Lab 4: Cereals

The Data

This exam’s dataset concerns nutrition information about breakfast cereals. Documentation for the dataset can be found here: https://www.kaggle.com/crawford/80-cereals/version/2

You may download the dataset at this link, or on the course website.

Part One: Summaries and Plots

(Midterm Review)

Eat your Wheaties!

Most cereals are made from either wheat or oats. We would like to explore the health and taste benefits of these base ingredients.

Task 1

Make a new variable called Seed_Type. This variable should have the possible values wheat, oat, bran, and unknown, depending on if the words “wheat”, “oat”, or “bran” appear in the name of the cereal.

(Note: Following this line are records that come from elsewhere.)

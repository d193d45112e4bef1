use chrono::{DateTime, Utc};
use rust_decimal::Decimal;
use sea_orm::entity::prelude::*;

/// Completed course payment. A row exists only for a successful checkout.
#[derive(Clone, Debug, PartialEq, DeriveEntityModel, Eq)]
#[sea_orm(table_name = "payments")]
pub struct Model {
    #[sea_orm(primary_key)]
    pub id: i64,
    /// Public order reference (UUID v4)
    pub reference: String,
    pub user_id: i64,
    pub course_id: i64,
    pub amount: Decimal,
    pub discount_amount: Decimal,
    pub paid_amount: Decimal,
    pub coupon_code: Option<String>,
    pub created_at: Option<DateTime<Utc>>,
}

#[derive(Copy, Clone, Debug, EnumIter, DeriveRelation)]
pub enum Relation {
    #[sea_orm(has_many = "super::coupon_redemptions::Entity")]
    CouponRedemptions,
}

impl Related<super::coupon_redemptions::Entity> for Entity {
    fn to() -> RelationDef {
        Relation::CouponRedemptions.def()
    }
}

impl ActiveModelBehavior for ActiveModel {}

Special Cases: “Wheat ‘n’ Bran” should count as wheat; “Oat Bran” should count as oat.

Task 2

Suppose you are hired by a wheat farming group to convince the world that wheat cereals are better in some way. Make a convincing plot for the superiority of wheat-based cereal. Provide a one-sentence conclusion from your plot.

Task 3

Repeat Task 2, this time assuming you are hired by an oat farming collective, so that your plot should imply that oat cereals are in some way better. Provide a one-sentence interpretation of your plot.

Momma Bodwin’s Rules

Like all children, I loved sugary cereal, especially Lucky Charms. My mother was not pleased about how much cereal my brother and I were eating, so she made a rule: We were only allowed to eat cereal with less than six grams of sugar per cup.

Task 4

Under my mother’s rules, how many cereals in this dataset would we be allowed to eat?

Task 5

The tyrannical rule was defeated when my brother pointed out that my mother’s favorite cereal, Raisin Bran is in fact less healthy than Lucky Charms. Make a plot illustrating this discovery. Your plot should compare calories, fat, sodium, and sugars between the two cereals. These four nutrients should be plotted in separate facets, not as four different plots.

Part Two: Adjust the Data (Function Writing)

Recall from lecture that the nutritional measurements in this dataset (calories, protein, fat, sodium, fiber, carbo, sugars, and potass) are measured per serving. However, not all cereals have the same serving size! In order to fairly compare them, we need to adjust our data first.

This dataset includes a variable called cups, which gives the number of cups in a “single serving” of the cereal. It also includes a variable called weight, which gives the weight in ounces of a single serving.

Task 1

Create a function called adjust_cereal to fix this problem. This function should take in as input:

A vector containing the measurements of a particular nutrient for all the cereals.
A vector containing the cups per serving for all the cereals.
A vector containing the weight per serving for all the cereals.
A string specifying “volume” or “weight”

If the user inputs the string “volume”, the function should adjust the measurements to be per cup instead of per serving.

If the user inputs the string “weight”, the function should adjust the measurements to be per ounce instead of per serving.

You may check your function by comparing your output to the ones below:

test_sugars <- c(100, 200)
test_cups <- c(0.75, 1.25)
test_weights <- c(1.3, 1.8)

adjust_cereal(test_sugars, test_cups, test_weights, "volume")

## [1] 133.3333 160.0000

adjust_cereal(test_sugars, test_cups, test_weights, "weight")

## [1]  76.92308 111.11111

Task 2

Use your function to update the dataset, such that the 8 nutrients (calories, protein, fat, sodium, fiber, carbo, sugars, and potass) are adjusted for the number of cups in a serving (i.e., by volume).

Challenge: What’s in a name? (Regular Expressions)

Come up with a visualization or summary with an interesting insight into cereal names. For example, are there any words or phrases that are associated with higher sugars? With higher ratings? With different shelf placement?

For full credit, make use of regular expressions in your analysis.